Some psychiatrists may recommend neurosurgery to relieve a patient’s symptoms in very severe or intractable cases. Cingulotomy and deep brain stimulation are reported to reduce symptom severity in patients with treatment-refractory OCD. Electroconvulsive therapy has also been reported to be effective in the treatment of OCD in case reports; however, no high-quality, placebo-controlled trials have studied the efficacy of this treatment. Alternative treatments for OCD that have demonstrated benefit include kundalini yoga, mindfulness meditation, and progressive muscle relaxation.
Perspective and Prospects
Descriptions of OCD-like behavior go back to medieval times; a young man who could not control his urge to stick out his tongue or blurt out obscenities during prayer was reported in the fifteenth century. Medical accounts of the disorder and the term “obsessive-compulsive” originated in the mid-nineteenth century. At that time, obsessions were believed to occur when mental energy ran low. Later, Freud attributed the characteristics to a regression to early childhood, when there are perhaps strong urges to be violent and/or to dirty and mess one’s surroundings. To avoid acting on these tendencies, he theorized, an avoidance mechanism is employed, and the symptoms of obsession and/or compulsion appear.
Although not totally disabling, OCD behaviors can be strongly incapacitating and cause a significant amount of distress. Most parents will agree that children commonly have rituals to which they must adhere or compulsive actions they carry out. A particular bedtime story may be read every night for months on end, and children’s games involve counting or checking rituals. It is also not atypical for adults without psychiatric disorders to experience some mild obsessive thoughts or compulsive actions, as seen in an overly tidy person or in group rituals performed in some religious sects. Excessively stressful events may trigger obsessions as well. Further research into the biopsychosocial causes of OCD will be important in developing future treatment approaches.
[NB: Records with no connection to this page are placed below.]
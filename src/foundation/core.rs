use std::fmt;
use std::str::FromStr;

use crate::foundation::error::{QuoteError, QuoteResult};

pub use kurbo::{Point, Size};

/// Straight (opaque) RGB color.
#[derive(Clone, Copy, Debug, PartialEq, Eq, Hash)]
pub struct Rgb8 {
    pub r: u8,
    pub g: u8,
    pub b: u8,
}

impl Rgb8 {
    pub const WHITE: Self = Self::new(255, 255, 255);
    pub const BLACK: Self = Self::new(0, 0, 0);

    pub const fn new(r: u8, g: u8, b: u8) -> Self {
        Self { r, g, b }
    }

    pub fn to_array(self) -> [u8; 3] {
        [self.r, self.g, self.b]
    }
}

impl fmt::Display for Rgb8 {
    fn fmt(&self, f: &mut fmt::Formatter<'_>) -> fmt::Result {
        write!(f, "#{:02X}{:02X}{:02X}", self.r, self.g, self.b)
    }
}

/// Vertical gradient endpoints: `top` at row 0, `bottom` at the last row.
#[derive(Clone, Copy, Debug, PartialEq, Eq, Hash)]
pub struct ColorPair {
    pub top: Rgb8,
    pub bottom: Rgb8,
}

impl ColorPair {
    pub const fn new(top: Rgb8, bottom: Rgb8) -> Self {
        Self { top, bottom }
    }
}

#[derive(Clone, Copy, Debug, PartialEq, Eq)]
pub struct Canvas {
    pub width: u32,
    pub height: u32,
}

impl Canvas {
    pub const CARD: Self = Self {
        width: 1200,
        height: 675,
    };

    pub fn new(width: u32, height: u32) -> QuoteResult<Self> {
        if width == 0 || height == 0 {
            return Err(QuoteError::validation("canvas dimensions must be > 0"));
        }
        if width > u32::from(u16::MAX) || height > u32::from(u16::MAX) {
            return Err(QuoteError::validation(
                "canvas dimensions must fit in 16 bits",
            ));
        }
        Ok(Self { width, height })
    }
}

impl Default for Canvas {
    fn default() -> Self {
        Self::CARD
    }
}

/// Where the text block sits between the top and bottom edges.
#[derive(Clone, Copy, Debug, Default, PartialEq, Eq, Hash)]
pub enum VAlign {
    Top,
    #[default]
    Center,
    Bottom,
}

impl VAlign {
    pub const ALL: [Self; 3] = [Self::Top, Self::Center, Self::Bottom];

    pub fn label(self) -> &'static str {
        match self {
            Self::Top => "Top",
            Self::Center => "Center",
            Self::Bottom => "Bottom",
        }
    }
}

impl FromStr for VAlign {
    type Err = QuoteError;

    fn from_str(s: &str) -> Result<Self, Self::Err> {
        match s.trim().to_ascii_lowercase().as_str() {
            "top" => Ok(Self::Top),
            "center" | "centre" | "middle" => Ok(Self::Center),
            "bottom" => Ok(Self::Bottom),
            other => Err(QuoteError::validation(format!(
                "vertical alignment must be top, center or bottom (got '{other}')"
            ))),
        }
    }
}

/// Per-line horizontal alignment.
#[derive(Clone, Copy, Debug, Default, PartialEq, Eq, Hash)]
pub enum HAlign {
    Left,
    #[default]
    Center,
    Right,
}

impl HAlign {
    pub const ALL: [Self; 3] = [Self::Left, Self::Center, Self::Right];

    pub fn label(self) -> &'static str {
        match self {
            Self::Left => "Left",
            Self::Center => "Center",
            Self::Right => "Right",
        }
    }
}

impl FromStr for HAlign {
    type Err = QuoteError;

    fn from_str(s: &str) -> Result<Self, Self::Err> {
        match s.trim().to_ascii_lowercase().as_str() {
            "left" => Ok(Self::Left),
            "center" | "centre" | "middle" => Ok(Self::Center),
            "right" => Ok(Self::Right),
            other => Err(QuoteError::validation(format!(
                "horizontal alignment must be left, center or right (got '{other}')"
            ))),
        }
    }
}

#[cfg(test)]
#[path = "../../tests/unit/foundation/core.rs"]
mod tests;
The global coronavirus disease 2019 (COVID-19) pandemic declared in March 2020 led some experts in psychological and psychiatric fields, due to past studies showing a link between traumatic, stressful events and the development or worsening of OCD behaviors, to focus on how the pandemic affected people already and newly diagnosed with OCD. It was reported that there were many cases of people with obsessions and compulsions related to germs and cleanliness experiencing an exacerbation of their OCD behaviors in response to the anxiety-inducing outbreak of the novel virus that continued to spread widely over the following months and years. At the same time, psychologists and psychiatrists also saw an increase in patients experiencing OCD behaviors who had not previously. Other concerns included analyzing how those with OCD who had already been receiving therapeutic treatment, as opposed to those who were not, coped with the lifestyle changes brought on by the pandemic, and how people with OCD were distinguishing between their compulsions and the types of reactions and behaviors appropriate for healthy, safe living during a pandemic. Because of virus control measures such as lockdowns and physical distancing, the alternative to in-person treatment, telehealth, was used and tested on an unprecedentedly widespread scale for both physical and mental issues, including OCD, allowing experts to refine their approach to and use of this virtual method.